■ PROBLEM DESCRIPTION ■
Which of the lines below include the word "struct"? Pull each one out.

Collected data entries:
--
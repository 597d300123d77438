//! Light sources, seeding the ray trees of a trace pass.

use core::f64::consts::{FRAC_PI_2, TAU};
use nalgebra::Unit;

use crate::{
    edit::{Editable, Morph},
    geometry::{fix_angle, try_unit, Planar, Vector},
    Color, Error, Float, Ray, Result,
};

/// Most rays a single point light or beam emits.
pub const MAX_RAYS: usize = 1 << 16;

/// Something that sends rays into a scene.
pub trait Emitter {
    /// Fresh, unpropagated rays.
    fn emit(&self) -> Vec<Ray>;
}

impl<T: Emitter + ?Sized> Emitter for &T {
    #[inline]
    fn emit(&self) -> Vec<Ray> {
        (*self).emit()
    }
}

impl<T: Emitter + ?Sized> Emitter for Box<T> {
    #[inline]
    fn emit(&self) -> Vec<Ray> {
        self.as_ref().emit()
    }
}

/// A fixed bundle of rays, emitted as is.
impl Emitter for Vec<Ray> {
    fn emit(&self) -> Vec<Ray> {
        self.iter()
            .map(|ray| Ray::new_unit_dir(ray.origin, ray.dir, ray.color))
            .collect()
    }
}

/// A single ray.
#[derive(Clone, Debug, PartialEq)]
pub struct RaySource {
    pub origin: Vector,
    dir: Unit<Vector>,
    pub color: Color,
}

impl RaySource {
    /// Returns an error if `dir` is zero.
    pub fn new(origin: Vector, dir: Vector, color: Color) -> Result<Self> {
        Ok(Self {
            origin,
            dir: try_unit(dir)?,
            color,
        })
    }

    #[inline]
    #[must_use]
    pub fn dir(&self) -> &Unit<Vector> {
        &self.dir
    }

    /// Returns an error, leaving the direction unchanged, if `dir` is zero.
    #[inline]
    pub fn set_dir(&mut self, dir: Vector) -> Result<()> {
        self.dir = try_unit(dir)?;
        Ok(())
    }

    /// Points the ray at `target`. Does nothing if `target` is the origin.
    #[inline]
    pub fn point_at(&mut self, target: Vector) {
        // a zero direction just means there is nothing to point at
        let _ = self.set_dir(target - self.origin);
    }

    #[inline]
    pub fn set_intensity(&mut self, intensity: Float) {
        self.color = self.color.with_intensity(intensity);
    }
}

impl Emitter for RaySource {
    fn emit(&self) -> Vec<Ray> {
        vec![Ray::new_unit_dir(self.origin, self.dir, self.color)]
    }
}

impl Editable for RaySource {
    #[inline]
    fn anchor(&self) -> Vector {
        self.origin
    }

    #[inline]
    fn translate(&mut self, by: Vector) {
        self.origin += by;
    }

    fn morph(&mut self, morph: &Morph) {
        match *morph {
            Morph::MoveTo(pt) => self.move_to(pt),
            Morph::Rotate(pt) | Morph::Resize(pt) => self.point_at(pt),
            Morph::ResizeStart(_) | Morph::Vertex(..) => {}
        }
    }
}

/// Rays leaving a single point, evenly spread around it.
#[derive(Clone, Debug, PartialEq)]
pub struct PointLight {
    pub origin: Vector,
    count: usize,
    pub color: Color,
}

impl PointLight {
    /// Distance, squared, the editor drags per emitted ray.
    const DRAG_PER_RAY_SQ: Float = 100.;

    /// `count` is clamped into `1..=MAX_RAYS`.
    #[inline]
    #[must_use]
    pub fn new(origin: Vector, count: usize, color: Color) -> Self {
        Self {
            origin,
            count: count.clamp(1, MAX_RAYS),
            color,
        }
    }

    #[inline]
    #[must_use]
    pub fn count(&self) -> usize {
        self.count
    }

    /// `count` is clamped into `1..=MAX_RAYS`.
    #[inline]
    pub fn set_count(&mut self, count: usize) {
        self.count = count.clamp(1, MAX_RAYS);
    }

    /// Sets the number of rays from a drag to `target`: the further, the more rays.
    pub fn count_from_distance(&mut self, target: Vector) {
        let n = ((target - self.origin).norm_squared() / Self::DRAG_PER_RAY_SQ).floor();
        // the cast saturates on huge or non-finite distances, and the count is clamped
        self.set_count(n as usize);
    }
}

impl Emitter for PointLight {
    fn emit(&self) -> Vec<Ray> {
        let step = TAU / self.count as Float;
        (0..self.count)
            .map(|i| {
                let dir = Unit::new_normalize(Vector::from_angle(i as Float * step));
                Ray::new_unit_dir(self.origin, dir, self.color)
            })
            .collect()
    }
}

impl Editable for PointLight {
    #[inline]
    fn anchor(&self) -> Vector {
        self.origin
    }

    #[inline]
    fn translate(&mut self, by: Vector) {
        self.origin += by;
    }

    fn morph(&mut self, morph: &Morph) {
        match *morph {
            Morph::MoveTo(pt) => self.move_to(pt),
            Morph::Rotate(pt) | Morph::Resize(pt) => self.count_from_distance(pt),
            Morph::ResizeStart(_) | Morph::Vertex(..) => {}
        }
    }
}

/// Parallel rays, leaving a segment at evenly spaced points.
///
/// The segment starts at `origin` and runs a quarter turn counter-clockwise from the rays' heading.
#[derive(Clone, Debug, PartialEq)]
pub struct Beam {
    pub origin: Vector,
    heading: Float,
    length: Float,
    spacing: Float,
    pub color: Color,
}

impl Beam {
    /// Spacing times density.
    const DENSITY_SCALE: Float = 100.;

    /// Returns an error if `length` is negative, `spacing` isn't positive, or either isn't finite.
    pub fn try_new(
        origin: Vector,
        heading: Float,
        length: Float,
        spacing: Float,
        color: Color,
    ) -> Result<Self> {
        let mut beam = Self {
            origin,
            heading: fix_angle(Error::check_finite(heading, "beam heading")?),
            length: 0.,
            spacing: 1.,
            color,
        };
        beam.set_length(length)?;
        beam.set_spacing(spacing)?;
        Ok(beam)
    }

    #[inline]
    #[must_use]
    pub fn heading(&self) -> Float {
        self.heading
    }

    #[inline]
    #[must_use]
    pub fn length(&self) -> Float {
        self.length
    }

    #[inline]
    #[must_use]
    pub fn spacing(&self) -> Float {
        self.spacing
    }

    /// Unit vector along the rays.
    #[inline]
    #[must_use]
    pub fn dir(&self) -> Vector {
        Vector::from_angle(self.heading)
    }

    /// Unit vector along the beam's segment.
    #[inline]
    #[must_use]
    pub fn across(&self) -> Vector {
        Vector::from_angle(self.heading + FRAC_PI_2)
    }

    /// The end of the beam's segment opposite to `origin`.
    #[inline]
    #[must_use]
    pub fn far_end(&self) -> Vector {
        self.origin + self.across() * self.length
    }

    /// Number of rays emitted: one at each multiple of the spacing, up to the length,
    /// and at most [`MAX_RAYS`].
    #[inline]
    #[must_use]
    pub fn ray_count(&self) -> usize {
        let gaps = (self.length / self.spacing).floor();
        if gaps < (MAX_RAYS - 1) as Float {
            gaps as usize + 1
        } else {
            MAX_RAYS
        }
    }

    pub fn set_length(&mut self, length: Float) -> Result<()> {
        if !(length.is_finite() && length >= 0.) {
            return Err(Error::InvalidShape(format!(
                "beam length must be finite and non-negative, got {length}"
            )));
        }
        self.length = length;
        Ok(())
    }

    pub fn set_spacing(&mut self, spacing: Float) -> Result<()> {
        if !(spacing.is_finite() && spacing > 0.) {
            return Err(Error::InvalidShape(format!(
                "beam spacing must be finite and positive, got {spacing}"
            )));
        }
        self.spacing = spacing;
        Ok(())
    }

    /// Sets the spacing to `100 / density`.
    #[inline]
    pub fn set_density(&mut self, density: Float) -> Result<()> {
        self.set_spacing(Self::DENSITY_SCALE / density)
    }

    /// Turns the beam's segment towards `target`, keeping its length.
    ///
    /// Does nothing if `target` is the origin.
    pub fn aim(&mut self, target: Vector) {
        if let Ok(across) = try_unit(target - self.origin) {
            self.heading = fix_angle(across.heading() - FRAC_PI_2);
        }
    }

    /// Turns the beam's segment towards `target`, and stretches it up to there.
    ///
    /// The length is snapped down to a multiple of the spacing, unless that leaves nothing.
    pub fn stretch(&mut self, target: Vector) {
        let disp = target - self.origin;
        let length = disp.norm();
        if !(length.is_finite() && length > 0.) {
            return;
        }

        self.aim(target);

        let snapped = length - length % self.spacing;
        self.length = if snapped > 0. { snapped } else { length };
    }
}

impl Emitter for Beam {
    fn emit(&self) -> Vec<Ray> {
        let dir = Unit::new_normalize(self.dir());
        let across = self.across();
        (0..self.ray_count())
            .map(|i| {
                let at = self.origin + across * (i as Float * self.spacing);
                Ray::new_unit_dir(at, dir, self.color)
            })
            .collect()
    }
}

impl Editable for Beam {
    #[inline]
    fn anchor(&self) -> Vector {
        self.origin
    }

    #[inline]
    fn translate(&mut self, by: Vector) {
        self.origin += by;
    }

    fn morph(&mut self, morph: &Morph) {
        match *morph {
            Morph::MoveTo(pt) => self.move_to(pt),
            Morph::Rotate(pt) => self.aim(pt),
            Morph::Resize(pt) => self.stretch(pt),
            Morph::ResizeStart(pt) => {
                let far = self.far_end();
                if let Ok(across) = try_unit(far - pt) {
                    self.origin = pt;
                    self.length = (far - pt).norm();
                    self.heading = fix_angle(across.heading() - FRAC_PI_2);
                }
            }
            Morph::Vertex(..) => {}
        }
    }
}

/// Every kind of light source.
#[derive(Clone, Debug, PartialEq)]
pub enum LightSource {
    Ray(RaySource),
    Point(PointLight),
    Beam(Beam),
}

impl From<RaySource> for LightSource {
    fn from(value: RaySource) -> Self {
        Self::Ray(value)
    }
}

impl From<PointLight> for LightSource {
    fn from(value: PointLight) -> Self {
        Self::Point(value)
    }
}

impl From<Beam> for LightSource {
    fn from(value: Beam) -> Self {
        Self::Beam(value)
    }
}

impl LightSource {
    #[must_use]
    pub fn color(&self) -> &Color {
        match self {
            Self::Ray(s) => &s.color,
            Self::Point(s) => &s.color,
            Self::Beam(s) => &s.color,
        }
    }

    pub fn set_color(&mut self, color: Color) {
        match self {
            Self::Ray(s) => s.color = color,
            Self::Point(s) => s.color = color,
            Self::Beam(s) => s.color = color,
        }
    }
}

impl Emitter for LightSource {
    fn emit(&self) -> Vec<Ray> {
        match self {
            Self::Ray(s) => s.emit(),
            Self::Point(s) => s.emit(),
            Self::Beam(s) => s.emit(),
        }
    }
}

impl Editable for LightSource {
    fn anchor(&self) -> Vector {
        match self {
            Self::Ray(s) => s.anchor(),
            Self::Point(s) => s.anchor(),
            Self::Beam(s) => s.anchor(),
        }
    }

    fn translate(&mut self, by: Vector) {
        match self {
            Self::Ray(s) => s.translate(by),
            Self::Point(s) => s.translate(by),
            Self::Beam(s) => s.translate(by),
        }
    }

    fn morph(&mut self, morph: &Morph) {
        match self {
            Self::Ray(s) => s.morph(morph),
            Self::Point(s) => s.morph(morph),
            Self::Beam(s) => s.morph(morph),
        }
    }
}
--
■ RESPONSE ■
pub struct RaySource {
pub struct PointLight {
pub struct Beam {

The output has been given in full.